A report reveals that the majority of Europeans believe that corruption is a problem in their country


Almost two thirds of Europeans believe that corruption is a problem in their country and the COVID-19 pandemic has made the situation worse, according to a report.

62% of the 40,000 Europeans surveyed by Transparency International for its Global Corruption Barometer, believe that government corruption is a big problem in their country.

About a third of the 27 countries of the bloc also affirmed that corruption has worsened in the last 12 months, as can be seen in the following graphic.

Healthcare is one of the hot spots for corruption, which Transparency International considers of particular concern given the global health crisis.

The NGO found that the 29% of Europeans have used their personal contacts to receive medical care. Nor do most people believe that their government has not managed the pandemic transparently.

“The EU is often seen as a bastion of integrity, but these results show that countries in the region remain vulnerable to the insidious effects of corruption“Delia Ferreira Rubio, president of Transparency International, said in a statement.

“During a health crisis, using personal connections to access public services can be as damaging as paying bribes. Lives can be lost when people with contacts get a vaccine or medical treatment before people with more urgent needs. It is It is crucial that governments across the EU redouble their efforts to ensure a fair and equitable recovery from the ongoing pandemic, “he added.

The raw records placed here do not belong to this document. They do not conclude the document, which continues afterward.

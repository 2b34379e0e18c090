use bit_set::BitSet;
use error_chain::bail;
use log::debug;
use smallvec::SmallVec;
use std::fmt;
use std::slice;

use crate::cells::{MazeCell, WallSide};
use crate::errors::*;
use crate::generators::{self, IndexSource, RandomIndices};
use crate::units::{ColumnIndex, ColumnsCount, RowIndex, RowsCount};

pub type IndexSmallVec = SmallVec<[usize; 4]>;

/// A perfect maze over a rectangular grid of cells.
///
/// The maze is carved once, when it is built, and is read only afterwards. Cells are stored in row
/// major order: the cell at `(row, column)` has index `row * columns + column`. Row 0 is the top
/// row. The start cell is always the first cell and the end cell the last.
#[derive(Debug, Clone, Eq, PartialEq)]
pub struct Maze {
    rows: RowsCount,
    columns: ColumnsCount,
    cells: Vec<MazeCell>,
}

impl Maze {
    /// Carve a new maze using the thread local random number generator.
    pub fn new(rows: RowsCount, columns: ColumnsCount) -> Result<Maze> {
        Maze::with_index_source(rows, columns, &mut RandomIndices::from_thread_rng())
    }

    /// Carve a maze that is the same every time for the same seed and dimensions.
    pub fn from_seed(rows: RowsCount, columns: ColumnsCount, seed: u64) -> Result<Maze> {
        Maze::with_index_source(rows, columns, &mut RandomIndices::from_seed(seed))
    }

    /// Carve a maze choosing the next wall to try with `source`.
    ///
    /// Fails if either dimension is zero or the grid is too large to index.
    pub fn with_index_source<S>(rows: RowsCount, columns: ColumnsCount, source: &mut S) -> Result<Maze>
        where S: IndexSource
    {
        let size = checked_size(rows, columns)?;
        debug!("Generating {} x {} maze", rows.0, columns.0);

        let mut cells = vec![MazeCell::new(); size];
        let walls = generators::inner_walls(rows, columns);
        let _ = generators::kruskal(&mut cells, columns, walls, source);

        // A 1x1 maze has both tags on the same cell
        cells[size - 1].set_as_end_cell(true);
        cells[0].set_as_start_cell(true);

        Ok(Maze { rows, columns, cells })
    }

    #[inline]
    pub fn dimensions(&self) -> (RowsCount, ColumnsCount) {
        (self.rows, self.columns)
    }

    /// The number of cells.
    #[inline]
    pub fn size(&self) -> usize {
        self.cells.len()
    }

    #[inline]
    pub fn start_index(&self) -> usize {
        0
    }

    #[inline]
    pub fn end_index(&self) -> usize {
        self.cells.len() - 1
    }

    /// Returns None if the row or column is outside the maze.
    pub fn cell_at(&self, row: RowIndex, column: ColumnIndex) -> Option<&MazeCell> {
        self.index_of(row, column).map(|index| &self.cells[index])
    }

    /// The cell with the given row major index, None if out of range.
    #[inline]
    pub fn cell(&self, index: usize) -> Option<&MazeCell> {
        self.cells.get(index)
    }

    /// Convert a row and column to a row major index. Returns None if outside the maze.
    pub fn index_of(&self, row: RowIndex, column: ColumnIndex) -> Option<usize> {
        if row.0 >= self.rows.0 || column.0 >= self.columns.0 {
            None
        } else {
            Some(row.0 * self.columns.0 + column.0)
        }
    }

    pub fn row_column_of(&self, index: usize) -> Option<(RowIndex, ColumnIndex)> {
        if index < self.cells.len() {
            Some((RowIndex(index / self.columns.0), ColumnIndex(index % self.columns.0)))
        } else {
            None
        }
    }

    /// Iterate the cells in row major order.
    #[inline]
    pub fn iter(&self) -> slice::Iter<'_, MazeCell> {
        self.cells.iter()
    }

    /// The index of the cell adjacent to `index` on the given side, whether or not there is a
    /// wall between them. None at the edge of the maze.
    pub fn neighbour_index(&self, index: usize, side: WallSide) -> Option<usize> {
        let (RowIndex(row), ColumnIndex(column)) = self.row_column_of(index)?;
        match side {
            WallSide::Top if row > 0 => Some(index - self.columns.0),
            WallSide::Bottom if row + 1 < self.rows.0 => Some(index + self.columns.0),
            WallSide::Left if column > 0 => Some(index - 1),
            WallSide::Right if column + 1 < self.columns.0 => Some(index + 1),
            _ => None,
        }
    }

    /// Cells that can be walked to in one step from the cell at `index`.
    pub fn open_neighbours(&self, index: usize) -> Option<IndexSmallVec> {
        let cell = self.cells.get(index)?;
        let neighbours = cell.open_sides()
            .iter()
            .filter_map(|side| self.neighbour_index(index, *side))
            .collect();
        Some(neighbours)
    }

    /// Every knocked down wall as a pair of cell indices, lower index first.
    /// A perfect maze has exactly `size() - 1` passages.
    pub fn passages(&self) -> impl Iterator<Item = (usize, usize)> + '_ {
        self.cells.iter().enumerate().flat_map(move |(index, cell)| {
            let above = if cell.has_top_wall() {
                None
            } else {
                self.neighbour_index(index, WallSide::Top)
            };
            let left = if cell.has_left_wall() {
                None
            } else {
                self.neighbour_index(index, WallSide::Left)
            };
            above.into_iter().chain(left).map(move |neighbour| (neighbour, index))
        })
    }

    /// The set of cell indices reachable from `index` without crossing a wall.
    /// Returns None if the index is out of range.
    pub fn reachable_from(&self, index: usize) -> Option<BitSet> {
        if index >= self.cells.len() {
            return None;
        }

        let mut visited = BitSet::with_capacity(self.cells.len());
        visited.insert(index);

        // Every step costs the same so a plain frontier flood fill is enough.
        let mut frontier = vec![index];
        while !frontier.is_empty() {
            let mut new_frontier = vec![];
            for cell_index in &frontier {
                let neighbours = self.open_neighbours(*cell_index)
                    .expect("Frontier holds only valid cell indices");
                for neighbour in neighbours {
                    if visited.insert(neighbour) {
                        new_frontier.push(neighbour);
                    }
                }
            }
            frontier = new_frontier;
        }

        Some(visited)
    }

    /// Does every knocked down wall have its mirror knocked down, is every cell reachable and are
    /// there no loops?
    pub fn is_perfect(&self) -> bool {
        let symmetric = (0..self.cells.len()).all(|index| {
            self.cells[index].open_sides().iter().all(|side| {
                self.neighbour_index(index, *side)
                    .map_or(false, |n| !self.cells[n].has_wall(side.opposite()))
            })
        });
        let all_reachable = self.reachable_from(self.start_index())
            .map_or(false, |reached| reached.len() == self.cells.len());

        symmetric && all_reachable && self.passages().count() == self.cells.len() - 1
    }
}

fn checked_size(rows: RowsCount, columns: ColumnsCount) -> Result<usize> {
    let (RowsCount(r), ColumnsCount(c)) = (rows, columns);
    match r.checked_mul(c) {
        // cell indices must also fit the signed disjoint set slots
        Some(size) if size > 0 && size <= isize::MAX as usize => Ok(size),
        _ => bail!(ErrorKind::InvalidDimensions(r, c)),
    }
}

impl fmt::Display for Maze {
    fn fmt(&self, f: &mut fmt::Formatter<'_>) -> fmt::Result {
        const CORNER: &str = "+";
        const WALL_LR_3: &str = "---";
        const WALL_UD: &str = "|";
        const OPEN_3: &str = "   ";
        const OPEN: &str = " ";

        let columns = self.columns.0;

        // The north most boundary; after that each row draws its own south boundary
        let mut output = String::from(CORNER);
        for cell in &self.cells[..columns] {
            output.push_str(if cell.has_top_wall() { WALL_LR_3 } else { OPEN_3 });
            output.push_str(CORNER);
        }
        output.push('\n');

        for row in self.cells.chunks(columns) {
            let mut middle = String::from(if row[0].has_left_wall() { WALL_UD } else { OPEN });
            let mut bottom = String::from(CORNER);

            for cell in row {
                let body = match (cell.is_start_cell(), cell.is_end_cell()) {
                    (true, true) => "S E",
                    (true, false) => " S ",
                    (false, true) => " E ",
                    (false, false) => OPEN_3,
                };
                middle.push_str(body);
                middle.push_str(if cell.has_right_wall() { WALL_UD } else { OPEN });

                bottom.push_str(if cell.has_bottom_wall() { WALL_LR_3 } else { OPEN_3 });
                bottom.push_str(CORNER);
            }

            output.push_str(&middle);
            output.push('\n');
            output.push_str(&bottom);
            output.push('\n');
        }

        write!(f, "{}", output)
    }
}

The survey also looked at other areas of corruption, such as the links between business and politics. An average of 53% of EU citizens believe that their government is controlled by private interests. See the graph below.

This opinion is strongly held in Slovenia (70%), Bulgaria and Cyprus (both 68%) and the Czech Republic (67%), but it is a minority in the Scandinavian countries.

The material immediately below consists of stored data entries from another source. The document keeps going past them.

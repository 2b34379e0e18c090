use docopt::Docopt;
use error_chain::ChainedError;
use kruskal_mazes::{
    errors::*,
    maze::Maze,
    units::{ColumnsCount, RowsCount},
};
use log::info;
use serde_derive::Deserialize;
use std::{
    fs::File,
    io,
    io::prelude::*,
    process,
};

const USAGE: &str = "Kruskal Mazes

Usage:
    maze_driver -h | --help
    maze_driver [--rows=<r>] [--cols=<c>] [--seed=<s>] [--save-edges=<path>] [--quiet]

Options:
    -h --help            Show this screen.
    --rows=<r>           Number of rows in the maze grid [default: 10].
    --cols=<c>           Number of columns in the maze grid [default: 10].
    --seed=<s>           Seed the random wall choices to get the same maze every time.
    --save-edges=<path>  Serialize the maze to a text file: each line is a pair of numbers. Line 1: n(#vertices) m(#edges). Line 2+ edge between vertices. Uses 1-based vertex indices.
    --quiet              Do not print the maze as text.
";
#[derive(Debug, Deserialize)]
struct MazeArgs {
    flag_rows: usize,
    flag_cols: usize,
    flag_seed: Option<u64>,
    flag_save_edges: String,
    flag_quiet: bool,
}

fn main() {
    env_logger::init();

    let args: MazeArgs = Docopt::new(USAGE)
        .and_then(|d| d.deserialize())
        .unwrap_or_else(|e| e.exit());

    if let Err(e) = run(&args) {
        eprintln!("{}", e.display_chain());
        process::exit(1);
    }
}

fn run(args: &MazeArgs) -> Result<()> {
    let (rows, columns) = (RowsCount(args.flag_rows), ColumnsCount(args.flag_cols));
    let maze = match args.flag_seed {
        Some(seed) => Maze::from_seed(rows, columns, seed)?,
        None => Maze::new(rows, columns)?,
    };
    info!("Generated {} x {} maze with {} passages",
          args.flag_rows,
          args.flag_cols,
          maze.passages().count());

    if !args.flag_quiet {
        print!("{}", maze);
    }

    if !args.flag_save_edges.is_empty() {
        save_maze_graph(&maze, &args.flag_save_edges)?;
    }

    Ok(())
}

fn write_text_to_file(data: &str, file_name: &str) -> io::Result<()> {
    let mut f = File::create(file_name)?;
    f.write_all(data.as_bytes())?;
    Ok(())
}

fn save_maze_graph(maze: &Maze, file_path: &str) -> Result<()> {

    let passages: Vec<(usize, usize)> = maze.passages().collect();

    let mut graph_data = String::new();
    graph_data.push_str(&format!("{} {}\n", maze.size(), passages.len()));
    for (src, dst) in passages {
        graph_data.push_str(&format!("{} {}\n", src + 1, dst + 1));
    }

    write_text_to_file(&graph_data, file_path)
        .chain_err(|| format!("Failed to write maze graph to text file {}", file_path))?;
    info!("Saved maze graph to {}", file_path);

    Ok(())
}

Members of parliament are considered the most corrupt, followed by business executives, bankers, and government officials, including the office of the president and prime minister.

In general, more than half of those surveyed think that large companies tend to avoid paying taxes and that companies often use bribes and connections to win contracts. Only 21% of Europeans think that corrupt officials face the right repercussions.

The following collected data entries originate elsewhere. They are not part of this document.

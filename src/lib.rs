//! Path-prefix HTTP gateway library.
//!
//! Requests to `/<route>/<rest>` are forwarded to the backend configured
//! for `<route>`, with the route prefix stripped and the backend's static
//! query merged in front of the caller's.

pub mod config;
pub mod http;
pub mod lifecycle;
pub mod net;
pub mod observability;
pub mod routing;

pub use config::{ConfigError, GatewayConfig};
pub use http::GatewayServer;
pub use lifecycle::{LifecycleState, Shutdown};
pub use routing::RouteTable;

“These results should be a wake-up call for both national governments and the EU institutions. Corruption is undermining citizens ‘trust and policy makers must listen to citizens’ concerns“stated Michiel van Hulten, Director of Transparency International EU.

“There are many immediate measures that can be taken to remedy these problems, such as increasing the transparency of lobbyists at national and EU level or the fight against tax evasion. And EU policies to protect whistleblowers and fight money laundering must be quickly and effectively transposed into national law. “, he concluded.